***** Records provided *****
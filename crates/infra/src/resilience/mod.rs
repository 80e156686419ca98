//! Fault Isolation Layer.
//!
//! Every tenant operation runs behind its tenant's circuit breaker, is
//! retried according to its typed error kind, and holds a bulkhead permit
//! only while it is actually executing.

pub mod circuit_breaker;
pub mod error;
pub mod isolation;
pub mod metrics;
pub mod retry;

pub use circuit_breaker::{
    Admission, CircuitBreakerConfig, CircuitBreakerRegistry, CircuitBreakerStatus, CircuitState,
    ProbeGuard,
};
pub use error::OperationError;
pub use isolation::{FaultIsolator, IsolationConfig, NoopObserver, RetryObserver};
pub use metrics::{ErrorMetrics, ErrorMetricsSnapshot};
pub use retry::{BackoffStrategy, RetryPolicy};
//! Postgres-backed execution store.
//!
//! Each execution is one row. The full record lives in a JSONB column and the
//! filterable fields are duplicated into plain columns so queries never have to
//! decode records they will discard.
//!
//! ## Error Mapping
//!
//! | SQLx Error | StoreError |
//! |------------|------------|
//! | PoolClosed, Io, Tls, PoolTimedOut | `Unavailable` |
//! | Database (any code) | `Storage` |
//! | ColumnDecode, Decode | `Serialization` |
//! | Other | `Storage` |

use std::sync::Arc;

use sqlx::{PgPool, Row};
use tracing::instrument;

use fanout_core::ExecutionId;
use fanout_executions::{Execution, ExecutionFilter};

use super::r#trait::{ExecutionStore, StoreError};

pub const SCHEMA: &str = r#"
CREATE TABLE IF NOT EXISTS executions (
    id            UUID PRIMARY KEY,
    change_id     TEXT NOT NULL,
    status        TEXT NOT NULL,
    priority      TEXT NOT NULL,
    initiated_by  TEXT NOT NULL,
    initiated_at  TIMESTAMPTZ NOT NULL,
    completed_at  TIMESTAMPTZ NULL,
    tenant_ids    TEXT[] NOT NULL,
    tags          JSONB NOT NULL DEFAULT '{}'::jsonb,
    record        JSONB NOT NULL,
    updated_at    TIMESTAMPTZ NOT NULL DEFAULT now()
);
CREATE INDEX IF NOT EXISTS executions_initiated_at_idx ON executions (initiated_at DESC, id DESC);
CREATE INDEX IF NOT EXISTS executions_status_idx ON executions (status);
CREATE INDEX IF NOT EXISTS executions_tenant_ids_idx ON executions USING GIN (tenant_ids);
"#;

/// Postgres-backed execution store.
///
/// `PostgresExecutionStore` is `Send + Sync` and cheap to clone; all
/// operations go through the SQLx connection pool.
#[derive(Debug, Clone)]
pub struct PostgresExecutionStore {
    pool: Arc<PgPool>,
}

impl PostgresExecutionStore {
    pub fn new(pool: PgPool) -> Self {
        Self {
            pool: Arc::new(pool),
        }
    }

    /// Connect and make sure the table exists.
    pub async fn connect(database_url: &str) -> Result<Self, StoreError> {
        let pool = PgPool::connect(database_url)
            .await
            .map_err(|e| map_sqlx_error("connect", e))?;
        let store = Self::new(pool);
        store.ensure_schema().await?;
        Ok(store)
    }

    #[instrument(skip(self), err)]
    pub async fn ensure_schema(&self) -> Result<(), StoreError> {
        sqlx::raw_sql(SCHEMA)
            .execute(&*self.pool)
            .await
            .map_err(|e| map_sqlx_error("ensure_schema", e))?;
        Ok(())
    }
}

#[async_trait::async_trait]
impl ExecutionStore for PostgresExecutionStore {
    #[instrument(
        skip(self, execution),
        fields(execution_id = %execution.id, status = execution.status.as_str()),
        err
    )]
    async fn put(&self, execution: &Execution) -> Result<(), StoreError> {
        let record = serde_json::to_value(execution)
            .map_err(|e| StoreError::Serialization(e.to_string()))?;
        let tags = serde_json::to_value(&execution.tags)
            .map_err(|e| StoreError::Serialization(e.to_string()))?;
        let tenant_ids: Vec<String> = execution
            .tenant_executions
            .keys()
            .map(|t| t.as_str().to_string())
            .collect();

        sqlx::query(
            r#"
            INSERT INTO executions (
                id, change_id, status, priority, initiated_by, initiated_at,
                completed_at, tenant_ids, tags, record, updated_at
            )
            VALUES ($1, $2, $3, $4, $5, $6, $7, $8, $9, $10, now())
            ON CONFLICT (id) DO UPDATE SET
                status = EXCLUDED.status,
                completed_at = EXCLUDED.completed_at,
                tags = EXCLUDED.tags,
                record = EXCLUDED.record,
                updated_at = now()
            "#,
        )
        .bind(execution.id.as_uuid())
        .bind(&execution.change_id)
        .bind(execution.status.as_str())
        .bind(execution.priority.as_str())
        .bind(&execution.initiated_by)
        .bind(execution.initiated_at)
        .bind(execution.completed_at)
        .bind(&tenant_ids)
        .bind(&tags)
        .bind(&record)
        .execute(&*self.pool)
        .await
        .map_err(|e| map_sqlx_error("put", e))?;

        Ok(())
    }

    #[instrument(skip(self), fields(execution_id = %id), err)]
    async fn get(&self, id: ExecutionId) -> Result<Option<Execution>, StoreError> {
        let row = sqlx::query("SELECT record FROM executions WHERE id = $1")
            .bind(id.as_uuid())
            .fetch_optional(&*self.pool)
            .await
            .map_err(|e| map_sqlx_error("get", e))?;

        row.map(|r| decode_record(&r)).transpose()
    }

    #[instrument(skip(self, filter), fields(limit = filter.effective_limit()), err)]
    async fn query(&self, filter: &ExecutionFilter) -> Result<Vec<Execution>, StoreError> {
        let statuses: Option<Vec<String>> = if filter.status.is_empty() {
            None
        } else {
            Some(filter.status.iter().map(|s| s.as_str().to_string()).collect())
        };
        let tags = if filter.tags.is_empty() {
            None
        } else {
            Some(
                serde_json::to_value(&filter.tags)
                    .map_err(|e| StoreError::Serialization(e.to_string()))?,
            )
        };

        let rows = sqlx::query(
            r#"
            SELECT record
            FROM executions
            WHERE ($1::text[] IS NULL OR status = ANY($1))
                AND ($2::text IS NULL OR $2 = ANY(tenant_ids))
                AND ($3::text IS NULL OR initiated_by = $3)
                AND ($4::text IS NULL OR change_id = $4)
                AND ($5::timestamptz IS NULL OR initiated_at >= $5)
                AND ($6::timestamptz IS NULL OR initiated_at <= $6)
                AND ($7::jsonb IS NULL OR tags @> $7)
                AND ($8::text IS NULL OR priority = $8)
            ORDER BY initiated_at DESC, id DESC
            LIMIT $9 OFFSET $10
            "#,
        )
        .bind(statuses)
        .bind(filter.tenant_id.as_ref().map(|t| t.as_str().to_string()))
        .bind(filter.initiated_by.as_deref())
        .bind(filter.change_id.as_deref())
        .bind(filter.start_time)
        .bind(filter.end_time)
        .bind(tags)
        .bind(filter.priority.map(|p| p.as_str()))
        .bind(filter.effective_limit() as i64)
        .bind(filter.effective_offset() as i64)
        .fetch_all(&*self.pool)
        .await
        .map_err(|e| map_sqlx_error("query", e))?;

        rows.iter().map(decode_record).collect()
    }
}

fn decode_record(row: &sqlx::postgres::PgRow) -> Result<Execution, StoreError> {
    let value: serde_json::Value = row
        .try_get("record")
        .map_err(|e| StoreError::Serialization(format!("failed to read record column: {e}")))?;
    serde_json::from_value(value)
        .map_err(|e| StoreError::Serialization(format!("failed to decode execution: {e}")))
}

fn map_sqlx_error(operation: &str, err: sqlx::Error) -> StoreError {
    match err {
        sqlx::Error::PoolClosed | sqlx::Error::PoolTimedOut => {
            StoreError::Unavailable(format!("connection pool unavailable in {operation}"))
        }
        sqlx::Error::Io(e) => StoreError::Unavailable(format!("io error in {operation}: {e}")),
        sqlx::Error::Tls(e) => StoreError::Unavailable(format!("tls error in {operation}: {e}")),
        sqlx::Error::Database(db_err) => StoreError::Storage(format!(
            "database error in {operation}: {}",
            db_err.message()
        )),
        sqlx::Error::ColumnDecode { .. } | sqlx::Error::Decode(_) => {
            StoreError::Serialization(format!("decode error in {operation}: {err}"))
        }
        _ => StoreError::Storage(format!("sqlx error in {operation}: {err}")),
    }
}
//! Per-message processing: validate, start an execution, fan out per tenant.

use std::sync::Arc;
use std::sync::atomic::{AtomicBool, Ordering};
use std::time::Duration;

use chrono::Utc;
use dashmap::DashSet;
use tracing::{debug, error, info, warn};

use fanout_core::{ExecutionId, TenantId};
use fanout_executions::{
    DistributionRequest, ExecutionStatus, StepStatus, TenantFailure, TenantOutcome,
};

use crate::delivery::{DeliveryReceipt, DeliveryRequest, Deliverer};
use crate::queue::QueueMessage;
use crate::registry::{ExecutionRegistry, RegistryError};
use crate::resilience::{FaultIsolator, OperationError, RetryObserver};
use crate::shutdown::Cancellation;

pub const DELIVER_STEP: &str = "deliver";

/// What the worker must do with the message after processing.
#[derive(Debug, Clone, PartialEq, Eq)]
pub enum Disposition {
    /// Every tenant reached a terminal state; acknowledge.
    Ack,
    /// Never processable; dead-letter, then acknowledge.
    DeadLetter { reason: String },
    /// Not due yet; give it back with a visibility delay, uncounted.
    Defer { delay: Duration },
    /// Infrastructure failure; leave unacknowledged for redelivery.
    Retry { reason: String },
    /// Shutdown interrupted processing; leave unacknowledged.
    Abandoned,
}

#[derive(Debug, Clone, PartialEq, Eq)]
pub struct ProcessOutcome {
    pub disposition: Disposition,
    pub execution_id: Option<ExecutionId>,
    pub status: Option<ExecutionStatus>,
}

impl ProcessOutcome {
    fn without_execution(disposition: Disposition) -> Self {
        Self {
            disposition,
            execution_id: None,
            status: None,
        }
    }
}

#[derive(Debug, Clone, PartialEq, Eq)]
pub struct ProcessorConfig {
    /// Messages received more often than this are dead-lettered unprocessed.
    pub max_receive_count: u32,
    /// Upper bound for deferral delays.
    pub visibility_timeout: Duration,
    /// Recorded as `initiatedBy` on executions started from the queue.
    pub initiated_by: String,
}

impl Default for ProcessorConfig {
    fn default() -> Self {
        Self {
            max_receive_count: 5,
            visibility_timeout: Duration::from_secs(300),
            initiated_by: "ingress-worker".to_string(),
        }
    }
}

/// Marks a tenant Retrying while its backoff is pending.
struct RegistryRetryObserver {
    registry: Arc<ExecutionRegistry>,
    execution_id: ExecutionId,
}

#[async_trait::async_trait]
impl RetryObserver for RegistryRetryObserver {
    async fn before_retry(
        &self,
        tenant: &TenantId,
        attempt: u32,
        error: &OperationError,
        delay: Duration,
    ) {
        debug!(
            execution_id = %self.execution_id,
            tenant_id = %tenant,
            attempt,
            delay_ms = delay.as_millis() as u64,
            "tenant retrying"
        );
        if let Err(e) = self
            .registry
            .mark_tenant_retrying(self.execution_id, tenant, &TenantFailure::from(error))
            .await
        {
            warn!(execution_id = %self.execution_id, tenant_id = %tenant, error = %e, "failed to mark tenant retrying");
        }
    }
}

pub struct MessageProcessor {
    registry: Arc<ExecutionRegistry>,
    isolator: FaultIsolator,
    deliverer: Arc<dyn Deliverer>,
    config: ProcessorConfig,
}

impl MessageProcessor {
    pub fn new(
        registry: Arc<ExecutionRegistry>,
        isolator: FaultIsolator,
        deliverer: Arc<dyn Deliverer>,
        config: ProcessorConfig,
    ) -> Self {
        Self {
            registry,
            isolator,
            deliverer,
            config,
        }
    }

    pub fn registry(&self) -> &Arc<ExecutionRegistry> {
        &self.registry
    }

    pub fn isolator(&self) -> &FaultIsolator {
        &self.isolator
    }

    pub async fn process(&self, message: &QueueMessage, cancel: &Cancellation) -> ProcessOutcome {
        if message.receive_count > self.config.max_receive_count {
            return ProcessOutcome::without_execution(Disposition::DeadLetter {
                reason: format!(
                    "redelivery limit exceeded ({} receives, max {})",
                    message.receive_count, self.config.max_receive_count
                ),
            });
        }

        let request = match DistributionRequest::from_slice(&message.body) {
            Ok(r) => r,
            Err(e) => {
                return ProcessOutcome::without_execution(Disposition::DeadLetter {
                    reason: e.to_string(),
                });
            }
        };

        let tenants = match request.validate(self.registry.directory().as_ref()) {
            Ok(t) => t,
            Err(e) => {
                return ProcessOutcome::without_execution(Disposition::DeadLetter {
                    reason: e.to_string(),
                });
            }
        };

        // Deferred deliveries are handed back uncounted, so a far-off schedule
        // never reaches the redelivery limit.
        let now = Utc::now();
        if let Some(at) = request.scheduled_at.filter(|_| request.is_deferred(now)) {
            let until = (at - now).to_std().unwrap_or_default();
            return ProcessOutcome::without_execution(Disposition::Defer {
                delay: until.min(self.config.visibility_timeout),
            });
        }

        let new = request.to_new_execution(&self.config.initiated_by, tenants.clone());
        let execution = match self.registry.start_execution(new).await {
            Ok(e) => e,
            Err(e) if e.is_infrastructure() => {
                error!(message_id = %message.message_id, error = %e, "could not start execution");
                return ProcessOutcome::without_execution(Disposition::Retry {
                    reason: e.to_string(),
                });
            }
            Err(e) => {
                return ProcessOutcome::without_execution(Disposition::DeadLetter {
                    reason: e.to_string(),
                });
            }
        };

        let execution_id = execution.id;
        info!(
            message_id = %message.message_id,
            execution_id = %execution_id,
            change_id = %request.change_id,
            tenants = tenants.len(),
            "processing distribution"
        );

        self.run_tenants(execution_id, &request, &tenants, cancel)
            .await
    }

    async fn run_tenants(
        &self,
        execution_id: ExecutionId,
        request: &DistributionRequest,
        tenants: &[TenantId],
        cancel: &Cancellation,
    ) -> ProcessOutcome {
        let infra_failed = Arc::new(AtomicBool::new(false));
        let rejected: Arc<DashSet<TenantId>> = Arc::new(DashSet::new());
        let observer: Arc<dyn RetryObserver> = Arc::new(RegistryRetryObserver {
            registry: Arc::clone(&self.registry),
            execution_id,
        });

        let op = {
            let registry = Arc::clone(&self.registry);
            let deliverer = Arc::clone(&self.deliverer);
            let infra_failed = Arc::clone(&infra_failed);
            let rejected = Arc::clone(&rejected);
            let change_id = request.change_id.clone();
            let template_id = request.template_id.clone();
            let template_data = request.template_data.clone();

            move |tenant: TenantId, attempt: u32| {
                let registry = Arc::clone(&registry);
                let deliverer = Arc::clone(&deliverer);
                let infra_failed = Arc::clone(&infra_failed);
                let rejected = Arc::clone(&rejected);
                let delivery = DeliveryRequest {
                    execution_id,
                    tenant_id: tenant,
                    change_id: change_id.clone(),
                    template_id: template_id.clone(),
                    template_data: template_data.clone(),
                    attempt,
                };
                async move {
                    let tenant = delivery.tenant_id.clone();
                    deliver_for_tenant(&registry, deliverer.as_ref(), delivery)
                        .await
                        .map_err(|failure| match failure {
                            TenantAttemptError::Operation(e) => e,
                            TenantAttemptError::Registry(e) if e.is_infrastructure() => {
                                infra_failed.store(true, Ordering::SeqCst);
                                OperationError::cancelled(format!("registry unavailable: {e}"))
                            }
                            // The execution no longer takes updates for this
                            // tenant (typically cancelled by an operator).
                            TenantAttemptError::Registry(e) => {
                                warn!(execution_id = %execution_id, tenant_id = %tenant, error = %e, "tenant update rejected, stopping");
                                rejected.insert(tenant);
                                OperationError::cancelled(format!("execution rejected update: {e}"))
                            }
                        })
                }
            }
        };

        let results = self
            .isolator
            .execute_with_customer_isolation(cancel, tenants, observer, op)
            .await;

        let mut abandoned = false;
        let mut status = None;
        for (tenant, result) in results {
            let outcome = match result {
                Ok(_) => TenantOutcome::Succeeded,
                Err(e) if e.is_cancelled() => {
                    if !rejected.contains(&tenant) {
                        abandoned = true;
                    }
                    continue;
                }
                Err(e) => TenantOutcome::failed(TenantFailure::from(e)),
            };

            match self
                .registry
                .complete_tenant_execution(execution_id, &tenant, outcome)
                .await
            {
                Ok(s) => status = Some(s),
                Err(e) => {
                    if e.is_infrastructure() {
                        infra_failed.store(true, Ordering::SeqCst);
                    }
                    error!(execution_id = %execution_id, tenant_id = %tenant, error = %e, "failed to complete tenant");
                }
            }
        }

        let disposition = if infra_failed.load(Ordering::SeqCst) {
            Disposition::Retry {
                reason: "registry unavailable during tenant processing".to_string(),
            }
        } else if abandoned {
            warn!(execution_id = %execution_id, "processing abandoned by shutdown");
            Disposition::Abandoned
        } else {
            Disposition::Ack
        };

        match &disposition {
            // Left non-terminal; the store keeps the record, memory does not.
            Disposition::Retry { .. } | Disposition::Abandoned => {
                self.registry.evict(execution_id);
            }
            _ if status.is_none() => {
                status = self
                    .registry
                    .get_execution(execution_id)
                    .await
                    .ok()
                    .map(|e| e.status);
            }
            _ => {}
        }

        ProcessOutcome {
            disposition,
            execution_id: Some(execution_id),
            status,
        }
    }
}

enum TenantAttemptError {
    Operation(OperationError),
    Registry(RegistryError),
}

impl From<RegistryError> for TenantAttemptError {
    fn from(e: RegistryError) -> Self {
        TenantAttemptError::Registry(e)
    }
}

/// One attempt for one tenant: start (or resume) the tenant, record a
/// `deliver` step around the collaborator call, account the receipt.
async fn deliver_for_tenant(
    registry: &ExecutionRegistry,
    deliverer: &dyn Deliverer,
    request: DeliveryRequest,
) -> Result<DeliveryReceipt, TenantAttemptError> {
    let execution_id = request.execution_id;
    let tenant = request.tenant_id.clone();

    registry.start_tenant_execution(execution_id, &tenant).await?;
    let step = registry.add_step(execution_id, &tenant, DELIVER_STEP).await?;

    match deliverer.deliver(&request).await {
        Ok(receipt) => {
            registry
                .record_deliveries(
                    execution_id,
                    &tenant,
                    receipt.emails_sent,
                    receipt.emails_delivered,
                    receipt.emails_failed,
                )
                .await?;
            registry
                .update_step(execution_id, &tenant, step, StepStatus::Completed, None)
                .await?;
            Ok(receipt)
        }
        Err(e) => {
            registry
                .update_step(
                    execution_id,
                    &tenant,
                    step,
                    StepStatus::Failed,
                    Some(e.message.clone()),
                )
                .await?;
            Err(TenantAttemptError::Operation(e))
        }
    }
}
*****
» Work request: Whenever "connection" occurs in a line above, copy that line.

» Result of this exercise:
/// operations go through the SQLx connection pool.
            StoreError::Unavailable(format!("connection pool unavailable in {operation}"))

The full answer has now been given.